Marzia Fossati
Una entreneuse sa sempre esattamente quando ha inizio la sua serata lavorativa, ma non può prevedere né quando, né dove terminerà. E nemmeno i gestori del night possono saperlo, dal momento che, come la saracinesca del locale viene abbassata, le ballerine sono libere di arrotondare, se lo ritengono opportuno, il loro peraltro già cospicuo salario come meglio credono, a casa di un cliente conosciuto poco prima, a qualche festino particolare, o addirittura sul marciapiede. Il night non è più responsabile delle azioni delle ragazze dal momento in cui oltrepassano la soglia dell’ovattato salottino scuro per ritornare nella notte che le riaccoglie come vecchie amiche di sempre. Prima di lasciare il locale, le «girls» si mettono tutte in fila, come scolarette a fine lezione, fuori dall’ufficio per procedere al rito del pagamento degli stipendi, spesso regolati da un contratto di prestazione occasionale per la sola serata e, una per volta, firmano il foglio prestampato, mentre con l’altra, già tesa e ben aperta, arraffano il malloppo la cui consistenza dipende essenzialmente dal grado di resistenza del fegato dei clienti. L’entreneuse ha diritto infatti a una percentuale che si attesta intorno ad 1/4 del valore di ogni consumazione, che va da un minimo di 10 euro per un semplice cocktail a un massimo di 400 euro per una bottiglia di champagne pregiato, il caso più fortunato per cui, se la matematica non è un’opinione, l’intrattenitrice incassa 100 euro sull’unghia senza fare alcunché. Per quanto invece riguarda il privé, dove è previsto, la tariffa viene divisa esattamente a metà, e va dai 50 euro in su, ma questa è un’altra storia.

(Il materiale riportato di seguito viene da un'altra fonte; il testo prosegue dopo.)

//! Error types for the pool crate.

use thiserror::Error;

/// Errors from pool operations.
///
/// User/input errors (`InvalidConfig`, `InvalidSignature`, `NotAuthorized`)
/// surface to the caller and are not retried. Transport errors are
/// recovered by trying the next replica and surface only when every
/// replica fails.
#[derive(Debug, Error)]
pub enum PoolError {
    /// A config failed validation (empty name, no transports).
    #[error("invalid config: {0}")]
    InvalidConfig(String),

    /// A head or token signature did not verify.
    #[error("invalid signature")]
    InvalidSignature,

    /// The caller (or a head author) lacks the required access level.
    #[error("not authorized: {0}")]
    NotAuthorized(String),

    /// A required object is missing from every replica.
    #[error("not found: {0}")]
    NotExist(String),

    /// A body did not match its declared digest on any replica.
    #[error("corrupt body for head {0}")]
    Corrupt(u64),

    /// A transport operation failed.
    #[error("I/O error: {0}")]
    Io(String),

    /// A transport operation exceeded its time budget.
    #[error("timeout: {0}")]
    Timeout(String),

    /// No configured replica is reachable.
    #[error("no reachable replica: {0}")]
    Unreachable(String),

    /// An access change cannot be applied (stale admin, last-admin guard).
    /// Dropped silently during sync; never surfaced from there.
    #[error("conflicting access change: {0}")]
    Conflict(String),

    /// The operation was cancelled.
    #[error("cancelled")]
    Cancelled,

    /// Local cache failure; the cache is critical infrastructure.
    #[error(transparent)]
    Cache(#[from] rockpool_cache::CacheError),

    /// Invariant violation; fatal for the operation, the pool stays open.
    #[error("internal error: {0}")]
    Internal(String),
}

impl PoolError {
    /// The string-tagged kind exposed through the public API.
    pub fn kind(&self) -> &'static str {
        match self {
            PoolError::InvalidConfig(_) => "InvalidConfig",
            PoolError::InvalidSignature => "InvalidSignature",
            PoolError::NotAuthorized(_) => "NotAuthorized",
            PoolError::NotExist(_) => "NotExist",
            PoolError::Corrupt(_) => "Corrupt",
            PoolError::Io(_) => "Io",
            PoolError::Timeout(_) => "Timeout",
            PoolError::Unreachable(_) => "Unreachable",
            PoolError::Conflict(_) => "Conflict",
            PoolError::Cancelled => "Cancelled",
            PoolError::Cache(_) => "Io",
            PoolError::Internal(_) => "Internal",
        }
    }
}

impl From<rockpool_core::CoreError> for PoolError {
    fn from(e: rockpool_core::CoreError) -> Self {
        use rockpool_core::CoreError;
        match e {
            CoreError::InvalidSignature | CoreError::InvalidPublicKey => {
                PoolError::InvalidSignature
            }
            other => PoolError::Internal(other.to_string()),
        }
    }
}

impl From<rockpool_exchange::ExchangeError> for PoolError {
    fn from(e: rockpool_exchange::ExchangeError) -> Self {
        use rockpool_exchange::ExchangeError;
        match e {
            ExchangeError::NotExist(name) => PoolError::NotExist(name),
            other => PoolError::Io(other.to_string()),
        }
    }
}

impl From<serde_json::Error> for PoolError {
    fn from(e: serde_json::Error) -> Self {
        PoolError::Internal(e.to_string())
    }
}

/// Result type for pool operations.
pub type Result<T> = std::result::Result<T, PoolError>;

Io personalmente ho preferito non vedere il becco di un quattrino piuttosto che firmare un documento che sarebbe rimasto, con la sfiga che ho, negli annali del locale, e con una serie di scuse imbarazzanti su cui più che un velo pietoso stenderei una compassionevole coperta di lana, mi sono catapultata fuori dal tempio della perdizione. Erano anni ormai che non mi capitava di sentirmi così sobria al termine di un venerdì sera, anche perchè i drink serviti alle ragazze durante la serata, seppur qualitativamente alti, sono leggeri al punto che per guadagnare una sana sbronza ne sarebbero necessarie almeno tre botti.
All’uscita del night, però, una malsana idea si impadronisce repentina delle diaboliche menti dei miei due amici-complici, ossia: è ormai evidente che la vita, la vera vita di una entreneuse, di una ballerina di night, non si consuma all’interno del moquettato ambiente dalle luci soffuse e dalla musica tamarra (lenti italiani anni ’60-’70, dance anni’80, e quanto di più trash si possa trovare negli archivi della fiera del disco) dove lavora fino alle prime luci dell’alba, ma fuori da lì. È fuori dal locale che da comparsa di una commedia italiana di serie b, la «nightgirl» diviene protagonista, prima attrice su un palcoscenico trasgressivo quanto sarà lei a deciderlo.
Ed è così che, intorno alle 5 di mattina, mi ritrovo in piazza Cavour, di fronte al mercato del pesce, immancabile ed insostituibile punto di partenza, o di arrivo, nei casi più iellati, della carriera di ogni lucciola di strada genovese che si rispetti. Non ho nemmeno bisogno di ricorrere a trucchi o travestimenti: dopo la serata appena trascorsa, sono talmente sconvolta, col mascara sbavato e le borse sotto gli occhi a triplo strato, da sembrare appena scesa da un gommone proveniente da Tirana.